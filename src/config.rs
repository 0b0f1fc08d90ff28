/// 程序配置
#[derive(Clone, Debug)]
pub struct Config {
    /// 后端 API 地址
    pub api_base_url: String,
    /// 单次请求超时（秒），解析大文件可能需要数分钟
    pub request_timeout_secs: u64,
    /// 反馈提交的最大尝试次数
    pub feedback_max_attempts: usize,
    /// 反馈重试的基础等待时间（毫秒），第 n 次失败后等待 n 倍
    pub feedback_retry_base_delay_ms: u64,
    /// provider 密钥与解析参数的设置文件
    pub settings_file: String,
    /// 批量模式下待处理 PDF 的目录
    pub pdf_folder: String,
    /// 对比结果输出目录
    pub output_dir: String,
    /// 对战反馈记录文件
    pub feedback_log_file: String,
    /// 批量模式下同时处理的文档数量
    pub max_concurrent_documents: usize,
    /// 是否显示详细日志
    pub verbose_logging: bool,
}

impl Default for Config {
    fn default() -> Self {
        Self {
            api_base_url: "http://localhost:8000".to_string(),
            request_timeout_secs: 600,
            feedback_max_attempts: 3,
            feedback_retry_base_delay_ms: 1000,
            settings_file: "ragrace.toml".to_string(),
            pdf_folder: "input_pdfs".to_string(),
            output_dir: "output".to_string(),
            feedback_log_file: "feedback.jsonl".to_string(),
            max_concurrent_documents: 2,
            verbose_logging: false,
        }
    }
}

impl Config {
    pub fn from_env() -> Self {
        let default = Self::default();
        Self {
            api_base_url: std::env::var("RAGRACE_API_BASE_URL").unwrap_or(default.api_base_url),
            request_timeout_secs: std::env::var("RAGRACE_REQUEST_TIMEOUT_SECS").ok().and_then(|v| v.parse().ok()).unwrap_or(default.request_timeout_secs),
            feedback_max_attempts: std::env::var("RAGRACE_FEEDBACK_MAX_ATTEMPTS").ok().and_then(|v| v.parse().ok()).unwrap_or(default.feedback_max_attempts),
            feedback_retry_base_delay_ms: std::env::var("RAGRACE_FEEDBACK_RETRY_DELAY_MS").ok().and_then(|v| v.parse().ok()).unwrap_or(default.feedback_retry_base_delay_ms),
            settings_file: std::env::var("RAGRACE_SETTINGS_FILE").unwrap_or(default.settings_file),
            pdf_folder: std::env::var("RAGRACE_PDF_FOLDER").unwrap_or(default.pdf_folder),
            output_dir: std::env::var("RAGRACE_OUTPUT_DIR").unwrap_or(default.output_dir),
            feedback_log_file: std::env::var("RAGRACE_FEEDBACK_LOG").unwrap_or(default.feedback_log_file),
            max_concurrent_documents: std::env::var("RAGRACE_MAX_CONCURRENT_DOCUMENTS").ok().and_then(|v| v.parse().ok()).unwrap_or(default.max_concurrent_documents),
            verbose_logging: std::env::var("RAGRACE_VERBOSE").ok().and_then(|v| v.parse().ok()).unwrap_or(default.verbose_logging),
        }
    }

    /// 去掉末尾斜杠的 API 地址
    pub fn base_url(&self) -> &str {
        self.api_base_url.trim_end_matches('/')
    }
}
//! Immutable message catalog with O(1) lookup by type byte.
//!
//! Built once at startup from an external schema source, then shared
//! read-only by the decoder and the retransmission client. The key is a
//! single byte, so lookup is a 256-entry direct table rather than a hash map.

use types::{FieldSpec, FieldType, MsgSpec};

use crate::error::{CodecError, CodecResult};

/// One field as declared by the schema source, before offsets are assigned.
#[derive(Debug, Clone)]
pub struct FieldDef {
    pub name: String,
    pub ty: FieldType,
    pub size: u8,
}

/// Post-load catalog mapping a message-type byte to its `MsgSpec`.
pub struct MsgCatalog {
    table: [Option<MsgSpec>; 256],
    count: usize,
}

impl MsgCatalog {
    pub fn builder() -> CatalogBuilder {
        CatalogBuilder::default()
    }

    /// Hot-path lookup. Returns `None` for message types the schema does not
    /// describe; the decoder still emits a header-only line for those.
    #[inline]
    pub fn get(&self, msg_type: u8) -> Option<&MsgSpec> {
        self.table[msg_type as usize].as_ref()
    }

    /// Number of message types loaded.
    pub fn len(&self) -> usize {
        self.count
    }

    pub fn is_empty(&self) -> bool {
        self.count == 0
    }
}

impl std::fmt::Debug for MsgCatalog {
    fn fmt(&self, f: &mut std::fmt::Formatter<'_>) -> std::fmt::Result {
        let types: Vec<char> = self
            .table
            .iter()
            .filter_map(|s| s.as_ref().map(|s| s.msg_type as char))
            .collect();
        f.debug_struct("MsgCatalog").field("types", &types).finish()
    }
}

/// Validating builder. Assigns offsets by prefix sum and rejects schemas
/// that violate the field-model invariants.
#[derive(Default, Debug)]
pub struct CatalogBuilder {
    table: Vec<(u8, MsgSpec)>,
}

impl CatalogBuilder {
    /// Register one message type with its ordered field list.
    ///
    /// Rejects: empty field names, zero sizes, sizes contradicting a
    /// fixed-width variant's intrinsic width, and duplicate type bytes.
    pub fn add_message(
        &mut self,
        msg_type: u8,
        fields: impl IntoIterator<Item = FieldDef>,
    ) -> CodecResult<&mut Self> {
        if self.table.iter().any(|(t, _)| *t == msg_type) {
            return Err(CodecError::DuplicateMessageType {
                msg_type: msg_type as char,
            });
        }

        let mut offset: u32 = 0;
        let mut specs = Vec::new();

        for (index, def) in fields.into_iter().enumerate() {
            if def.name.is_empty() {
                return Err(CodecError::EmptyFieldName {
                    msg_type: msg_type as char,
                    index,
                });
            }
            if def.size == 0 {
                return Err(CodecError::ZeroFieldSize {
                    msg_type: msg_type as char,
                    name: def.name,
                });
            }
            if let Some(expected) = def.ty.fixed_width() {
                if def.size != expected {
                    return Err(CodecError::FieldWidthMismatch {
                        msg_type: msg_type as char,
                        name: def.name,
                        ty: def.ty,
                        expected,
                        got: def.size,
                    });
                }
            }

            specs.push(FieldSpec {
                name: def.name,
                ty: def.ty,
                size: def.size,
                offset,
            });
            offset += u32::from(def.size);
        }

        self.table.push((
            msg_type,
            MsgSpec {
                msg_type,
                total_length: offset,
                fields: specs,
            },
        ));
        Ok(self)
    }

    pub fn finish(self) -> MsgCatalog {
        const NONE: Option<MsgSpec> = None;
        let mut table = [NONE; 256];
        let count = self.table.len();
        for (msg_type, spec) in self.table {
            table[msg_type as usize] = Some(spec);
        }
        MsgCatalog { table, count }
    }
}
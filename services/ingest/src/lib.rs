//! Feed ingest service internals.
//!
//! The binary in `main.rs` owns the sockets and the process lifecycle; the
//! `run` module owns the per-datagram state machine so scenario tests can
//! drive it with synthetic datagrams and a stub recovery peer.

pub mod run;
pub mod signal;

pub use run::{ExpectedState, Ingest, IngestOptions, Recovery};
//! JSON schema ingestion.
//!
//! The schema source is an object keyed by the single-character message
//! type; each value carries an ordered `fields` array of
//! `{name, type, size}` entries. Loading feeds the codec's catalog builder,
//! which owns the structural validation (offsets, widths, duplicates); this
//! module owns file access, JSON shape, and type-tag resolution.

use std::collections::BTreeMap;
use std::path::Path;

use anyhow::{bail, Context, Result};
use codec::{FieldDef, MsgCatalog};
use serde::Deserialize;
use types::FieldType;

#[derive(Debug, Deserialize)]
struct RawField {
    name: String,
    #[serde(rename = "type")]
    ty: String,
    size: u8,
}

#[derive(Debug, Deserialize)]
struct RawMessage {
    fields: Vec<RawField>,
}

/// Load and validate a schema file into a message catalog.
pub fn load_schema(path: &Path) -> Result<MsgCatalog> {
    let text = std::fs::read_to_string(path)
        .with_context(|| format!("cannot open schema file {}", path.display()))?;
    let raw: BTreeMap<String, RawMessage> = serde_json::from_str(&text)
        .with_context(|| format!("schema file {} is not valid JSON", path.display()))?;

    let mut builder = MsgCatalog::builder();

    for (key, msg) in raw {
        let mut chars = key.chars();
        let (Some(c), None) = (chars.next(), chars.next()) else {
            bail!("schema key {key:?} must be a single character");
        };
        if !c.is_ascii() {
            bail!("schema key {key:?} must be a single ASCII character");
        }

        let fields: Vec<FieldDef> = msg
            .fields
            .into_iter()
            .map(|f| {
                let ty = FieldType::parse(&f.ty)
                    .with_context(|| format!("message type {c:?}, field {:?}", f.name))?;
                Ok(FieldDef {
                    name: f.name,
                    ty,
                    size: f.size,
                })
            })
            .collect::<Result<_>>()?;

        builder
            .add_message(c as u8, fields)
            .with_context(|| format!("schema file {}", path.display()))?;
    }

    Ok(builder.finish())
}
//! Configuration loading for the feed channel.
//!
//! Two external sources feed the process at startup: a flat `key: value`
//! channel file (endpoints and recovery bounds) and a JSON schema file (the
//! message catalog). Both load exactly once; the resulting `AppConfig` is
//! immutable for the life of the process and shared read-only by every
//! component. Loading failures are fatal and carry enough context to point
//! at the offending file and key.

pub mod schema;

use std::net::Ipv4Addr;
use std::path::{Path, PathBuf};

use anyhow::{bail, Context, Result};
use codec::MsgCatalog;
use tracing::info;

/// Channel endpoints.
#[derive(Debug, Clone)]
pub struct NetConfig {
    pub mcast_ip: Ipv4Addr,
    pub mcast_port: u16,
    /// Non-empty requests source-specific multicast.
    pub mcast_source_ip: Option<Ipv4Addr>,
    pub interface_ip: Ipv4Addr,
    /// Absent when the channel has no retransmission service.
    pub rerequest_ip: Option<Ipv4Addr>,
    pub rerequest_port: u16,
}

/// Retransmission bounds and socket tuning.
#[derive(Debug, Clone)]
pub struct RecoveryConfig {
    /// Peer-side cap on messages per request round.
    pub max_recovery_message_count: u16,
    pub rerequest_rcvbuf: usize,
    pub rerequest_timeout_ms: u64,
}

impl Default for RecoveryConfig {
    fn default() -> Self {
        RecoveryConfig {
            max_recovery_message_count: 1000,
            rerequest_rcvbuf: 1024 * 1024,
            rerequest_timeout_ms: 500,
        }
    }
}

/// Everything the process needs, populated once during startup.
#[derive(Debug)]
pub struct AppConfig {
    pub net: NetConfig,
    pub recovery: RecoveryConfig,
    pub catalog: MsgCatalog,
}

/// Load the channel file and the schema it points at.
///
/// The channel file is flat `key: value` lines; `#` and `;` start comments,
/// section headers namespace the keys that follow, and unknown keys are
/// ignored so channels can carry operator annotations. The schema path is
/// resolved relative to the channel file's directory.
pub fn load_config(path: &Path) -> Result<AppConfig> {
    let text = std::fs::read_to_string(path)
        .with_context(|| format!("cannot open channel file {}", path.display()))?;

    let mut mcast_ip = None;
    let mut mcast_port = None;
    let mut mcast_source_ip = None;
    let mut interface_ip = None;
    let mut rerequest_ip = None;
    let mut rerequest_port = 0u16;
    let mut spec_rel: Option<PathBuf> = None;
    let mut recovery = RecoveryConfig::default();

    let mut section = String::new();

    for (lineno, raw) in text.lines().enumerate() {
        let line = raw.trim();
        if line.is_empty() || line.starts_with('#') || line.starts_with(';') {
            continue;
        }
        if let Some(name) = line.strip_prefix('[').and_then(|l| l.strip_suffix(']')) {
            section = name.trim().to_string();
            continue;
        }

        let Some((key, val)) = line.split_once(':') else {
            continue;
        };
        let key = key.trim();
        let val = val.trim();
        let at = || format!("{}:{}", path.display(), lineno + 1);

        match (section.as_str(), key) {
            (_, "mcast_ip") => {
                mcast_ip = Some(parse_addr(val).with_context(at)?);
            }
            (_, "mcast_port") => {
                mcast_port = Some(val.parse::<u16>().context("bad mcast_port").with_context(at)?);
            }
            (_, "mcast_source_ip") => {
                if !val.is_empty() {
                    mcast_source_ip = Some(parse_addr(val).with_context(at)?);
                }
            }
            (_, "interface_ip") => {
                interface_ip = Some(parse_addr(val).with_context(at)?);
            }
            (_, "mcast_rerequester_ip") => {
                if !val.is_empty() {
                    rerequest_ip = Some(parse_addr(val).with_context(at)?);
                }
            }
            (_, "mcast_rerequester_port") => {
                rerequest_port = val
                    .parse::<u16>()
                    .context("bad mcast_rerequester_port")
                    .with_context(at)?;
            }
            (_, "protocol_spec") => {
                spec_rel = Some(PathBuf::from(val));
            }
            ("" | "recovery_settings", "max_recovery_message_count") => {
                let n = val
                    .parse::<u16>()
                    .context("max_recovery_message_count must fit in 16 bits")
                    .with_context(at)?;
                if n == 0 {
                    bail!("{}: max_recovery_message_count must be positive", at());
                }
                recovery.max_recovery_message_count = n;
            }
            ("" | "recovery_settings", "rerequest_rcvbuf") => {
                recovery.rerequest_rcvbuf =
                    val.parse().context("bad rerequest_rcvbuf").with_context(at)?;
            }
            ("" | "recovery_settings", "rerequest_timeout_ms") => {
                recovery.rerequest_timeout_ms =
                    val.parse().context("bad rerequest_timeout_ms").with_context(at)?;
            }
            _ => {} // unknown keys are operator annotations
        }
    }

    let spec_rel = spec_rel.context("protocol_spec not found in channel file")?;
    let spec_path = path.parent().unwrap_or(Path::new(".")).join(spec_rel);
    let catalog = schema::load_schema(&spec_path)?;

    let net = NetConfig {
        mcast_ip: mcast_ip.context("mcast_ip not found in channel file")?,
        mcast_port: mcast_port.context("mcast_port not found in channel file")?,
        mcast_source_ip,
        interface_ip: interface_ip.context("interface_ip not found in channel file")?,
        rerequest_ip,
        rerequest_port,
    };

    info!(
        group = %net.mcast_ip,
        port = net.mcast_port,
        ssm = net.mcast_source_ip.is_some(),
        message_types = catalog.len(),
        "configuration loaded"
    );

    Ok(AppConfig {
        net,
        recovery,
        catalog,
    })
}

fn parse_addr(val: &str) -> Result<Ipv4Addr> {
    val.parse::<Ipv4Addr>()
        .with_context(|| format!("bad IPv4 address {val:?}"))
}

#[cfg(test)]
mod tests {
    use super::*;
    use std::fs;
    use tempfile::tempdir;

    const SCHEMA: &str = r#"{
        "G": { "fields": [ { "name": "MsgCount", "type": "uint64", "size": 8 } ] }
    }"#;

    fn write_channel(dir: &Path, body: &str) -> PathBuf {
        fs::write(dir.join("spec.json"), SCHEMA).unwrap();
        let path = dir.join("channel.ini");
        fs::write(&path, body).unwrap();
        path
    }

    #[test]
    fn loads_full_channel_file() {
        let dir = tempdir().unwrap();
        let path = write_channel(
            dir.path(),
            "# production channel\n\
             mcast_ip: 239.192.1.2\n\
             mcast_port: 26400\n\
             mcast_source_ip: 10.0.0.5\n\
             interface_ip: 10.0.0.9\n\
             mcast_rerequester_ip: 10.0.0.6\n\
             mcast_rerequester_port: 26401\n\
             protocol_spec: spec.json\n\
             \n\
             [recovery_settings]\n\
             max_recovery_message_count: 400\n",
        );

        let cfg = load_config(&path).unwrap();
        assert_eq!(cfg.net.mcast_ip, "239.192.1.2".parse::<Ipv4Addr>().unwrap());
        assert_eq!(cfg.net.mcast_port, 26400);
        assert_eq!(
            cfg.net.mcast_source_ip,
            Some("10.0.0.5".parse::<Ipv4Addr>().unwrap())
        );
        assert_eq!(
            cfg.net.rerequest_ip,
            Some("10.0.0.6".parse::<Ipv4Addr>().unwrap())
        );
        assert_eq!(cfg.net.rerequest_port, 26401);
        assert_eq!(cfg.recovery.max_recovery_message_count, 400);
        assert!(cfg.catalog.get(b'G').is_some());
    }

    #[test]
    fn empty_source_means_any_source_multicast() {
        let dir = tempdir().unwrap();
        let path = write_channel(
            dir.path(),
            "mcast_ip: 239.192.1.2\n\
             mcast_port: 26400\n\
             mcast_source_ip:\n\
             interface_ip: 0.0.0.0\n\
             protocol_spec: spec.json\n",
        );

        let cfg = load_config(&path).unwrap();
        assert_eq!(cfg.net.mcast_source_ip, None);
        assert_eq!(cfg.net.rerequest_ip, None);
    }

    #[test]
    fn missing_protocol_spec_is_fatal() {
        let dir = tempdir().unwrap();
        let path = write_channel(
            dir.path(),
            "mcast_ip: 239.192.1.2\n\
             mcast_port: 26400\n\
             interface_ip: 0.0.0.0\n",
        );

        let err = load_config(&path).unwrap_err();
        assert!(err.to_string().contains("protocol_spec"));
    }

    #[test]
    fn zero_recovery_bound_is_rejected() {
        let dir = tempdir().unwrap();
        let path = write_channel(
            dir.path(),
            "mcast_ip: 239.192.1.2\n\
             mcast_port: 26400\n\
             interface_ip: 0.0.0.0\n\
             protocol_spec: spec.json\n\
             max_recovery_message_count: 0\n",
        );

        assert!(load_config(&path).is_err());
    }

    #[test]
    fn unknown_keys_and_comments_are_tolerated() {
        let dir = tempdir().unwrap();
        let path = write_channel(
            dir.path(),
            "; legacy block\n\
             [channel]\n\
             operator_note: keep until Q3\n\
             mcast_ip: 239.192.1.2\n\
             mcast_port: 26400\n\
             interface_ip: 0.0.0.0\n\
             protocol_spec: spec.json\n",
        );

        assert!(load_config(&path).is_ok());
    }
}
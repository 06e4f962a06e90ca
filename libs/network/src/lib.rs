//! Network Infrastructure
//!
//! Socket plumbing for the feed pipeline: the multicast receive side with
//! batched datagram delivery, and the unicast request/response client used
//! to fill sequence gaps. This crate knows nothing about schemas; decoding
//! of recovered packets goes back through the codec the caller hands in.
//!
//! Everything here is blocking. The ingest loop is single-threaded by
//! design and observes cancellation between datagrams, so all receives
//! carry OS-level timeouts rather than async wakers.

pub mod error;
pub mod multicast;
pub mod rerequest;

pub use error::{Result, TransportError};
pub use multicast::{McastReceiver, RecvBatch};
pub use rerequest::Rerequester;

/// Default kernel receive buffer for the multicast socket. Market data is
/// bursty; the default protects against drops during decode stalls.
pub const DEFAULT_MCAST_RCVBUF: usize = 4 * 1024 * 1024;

_____

Directions for this task
Every line of the records that includes the word "CodecResult" should be gathered.

Result for this task
use crate::error::{CodecError, CodecResult};
    ) -> CodecResult<&mut Self> {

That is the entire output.